In practice, umpires appointed by their Association, National body or the FIH wear black slacks (male) or a black skirt with knee-high black socks (female). In club competitions, particularly in colder climates, females often adopt the black pants instead of a skirt. Each competition has its own approved umpiring shirt, sometimes with various colour options and sometimes with different shirts for different competition divisions (for example, the premier league may have a different shirt to the remainder of the competition).

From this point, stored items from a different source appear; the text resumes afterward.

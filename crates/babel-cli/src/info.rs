//! Informational commands: providers, models, hardware, download.

use anyhow::{anyhow, Context, Result};
use colored::Colorize;

use babel_core::config::Config;
use babel_core::utils::{expand_home, get_models_path};
use babel_local::models::{filter_by_ram, find_best_model, find_by_id, recommendations_for_hardware};
use babel_local::{HardwareCapabilities, ModelStore, MODELS};
use babel_providers::PROVIDERS;

use crate::helpers::gb;

const GIB: f64 = 1024.0 * 1024.0 * 1024.0;

fn model_store(config: &Config) -> ModelStore {
    match &config.local.models_dir {
        Some(dir) => ModelStore::new(expand_home(dir)),
        None => ModelStore::new(get_models_path()),
    }
}

/// `babel providers`
pub fn providers(config: &Config) -> Result<()> {
    println!();
    println!("{}", "Providers".cyan().bold());
    println!();
    println!(
        "  {:<18} {}",
        "Default:".bold(),
        config.translation.provider
    );
    println!();

    for spec in PROVIDERS {
        let configured = config
            .providers
            .get_by_name(spec.name)
            .is_some_and(|p| p.is_configured());
        let from_env = spec
            .env_key
            .is_some_and(|var| std::env::var(var).is_ok_and(|v| !v.is_empty()));

        let status = if spec.is_local {
            format!("{}", "· local".dimmed())
        } else if !spec.needs_api_key {
            format!("{}", "· no key needed".dimmed())
        } else if configured {
            format!("{} (key set)", "✓".green())
        } else if from_env {
            format!("{} (from env)", "✓".green())
        } else {
            format!("{}", "· not configured".dimmed())
        };

        println!(
            "    {:<12} {:<20} {:<22} {}",
            spec.name,
            spec.display_name,
            spec.default_model.dimmed(),
            status
        );
    }
    println!(
        "    {:<12} {:<20} {:<22} {}",
        crate::MULTI_WORKER_PROVIDER,
        "llama.cpp workers",
        "".dimmed(),
        format!("{} ({} configured)", "· local".dimmed(), config.local.workers.len())
    );
    println!();
    Ok(())
}

/// `babel models [--ram-gb N]`
pub fn models(config: &Config, ram_gb: Option<f64>) -> Result<()> {
    let ram_gb = match ram_gb {
        Some(v) => v,
        None => HardwareCapabilities::detect().available_ram as f64 / GIB,
    };
    let store = model_store(config);
    let downloaded = store.list_downloaded();
    let fitting = filter_by_ram((ram_gb * GIB) as u64);

    println!();
    println!(
        "{} {}",
        "Local models".cyan().bold(),
        format!("(RAM budget {ram_gb:.1} GB)").dimmed()
    );
    println!();

    for model in MODELS {
        let fits = fitting.iter().any(|m| m.id == model.id);
        let marker = if downloaded.iter().any(|id| id == model.id) {
            "✓".green().to_string()
        } else if fits {
            "·".to_string()
        } else {
            "✗".red().to_string()
        };
        println!(
            "  {} {:<28} {:<9} min {:<9} {}",
            marker,
            model.id,
            model.quality,
            gb(model.min_ram),
            model.optimized_for.dimmed()
        );
    }

    let recs = recommendations_for_hardware(ram_gb);
    println!();
    if recs.is_empty() {
        println!("  {}", "No model fits this RAM budget.".yellow());
    } else {
        println!("  {}", "Recommended:".bold());
        for model in recs {
            println!("    {}", model.name);
        }
    }
    println!();
    println!("  {:<18} {}", "Model store:".bold(), store.dir().display());
    println!();
    Ok(())
}

/// `babel hardware [--json]`
pub fn hardware(json: bool) -> Result<()> {
    let hw = HardwareCapabilities::detect();
    if json {
        println!("{}", serde_json::to_string_pretty(&hw)?);
        return Ok(());
    }

    println!();
    println!("{}", "Hardware".cyan().bold());
    println!();
    println!("  {:<18} {}", "Architecture:".bold(), hw.architecture);
    println!("  {:<18} {} ({} cores)", "CPU:".bold(), hw.cpu_model, hw.cpu_cores);
    println!(
        "  {:<18} {} total, {} available",
        "RAM:".bold(),
        gb(hw.total_ram),
        gb(hw.available_ram)
    );
    println!("  {:<18} {}", "GPU:".bold(), hw.gpu);
    println!(
        "  {:<18} {:.1}B parameters",
        "Max model size:".bold(),
        hw.max_model_size as f64 / 1e9
    );
    println!("  {:<18} {}", "Threads:".bold(), hw.optimal_threads());

    if let Err(e) = hw.validate() {
        println!("  {:<18} {}", "Warning:".bold(), e.yellow());
    }

    let best = find_best_model(hw.available_ram, &["ru", "sr"], hw.has_gpu());
    match best {
        Ok(model) => println!("  {:<18} {}", "Best model:".bold(), model.name.green()),
        Err(e) => println!("  {:<18} {}", "Best model:".bold(), e.to_string().red()),
    }
    println!();
    Ok(())
}

/// `babel download MODEL`
pub async fn download(config: &Config, id: &str) -> Result<()> {
    let model = find_by_id(id).ok_or_else(|| {
        let known: Vec<&str> = MODELS.iter().map(|m| m.id).collect();
        anyhow!("unknown model '{id}'. Known models: {}", known.join(", "))
    })?;
    let store = model_store(config);

    println!("{} {}", "Fetching".cyan().bold(), model.name);
    let path = store
        .ensure(model)
        .await
        .with_context(|| format!("failed to download {}", model.id))?;
    println!("  {} {}", "✓".green(), path.display());
    Ok(())
}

In February 2012, Grays International became the new supplier of official's uniforms (including umpiring shirts) for FIH competitions, replacing TK. Grays manufacture three colours of umpire shirts for international matches - red, yellow and blue. Previous colours used by the FIH include cerise, turquoise and yellow (circa 2005) and fuchsia, turquoise and purple (circa 2000).

==Video umpires==
In FIH World-Level competitions, where facilities are available, a video umpire is appointed in addition to the field and reserve umpires. The scope of the video umpire's role is restricted to making decisions as to whether or not a goal has been legally scored. To this end, the video umpire may assist in decisions to determine:
- whether the ball crossed the goal line (within the area bounded by the goal posts and crossbar);
- whether the ball was legally played or touched inside the circle by the stick of an attacker and did not travel outside the circle before passing completely over the goal-line and under the cross-bar;
- whether the ball travelled outside the circle before it entered the goal from a shot by an attacker during the taking of a penalty corner;
- whether a breach of the Rules has been observed within the attacking 23 metre area in the play leading to the awarding or disallowing of a goal. It is then for the Match Umpire to take any breach into account in reaching their decision.
Decisions may be referred to the video umpire upon the request of a player of either team, or directly by a field umpire. Each team is permitted one video umpire referral per match, which is retained if the referral is successful and forfeited if the referral is unsuccessful. There is no limit to the number of field umpire referrals in a match.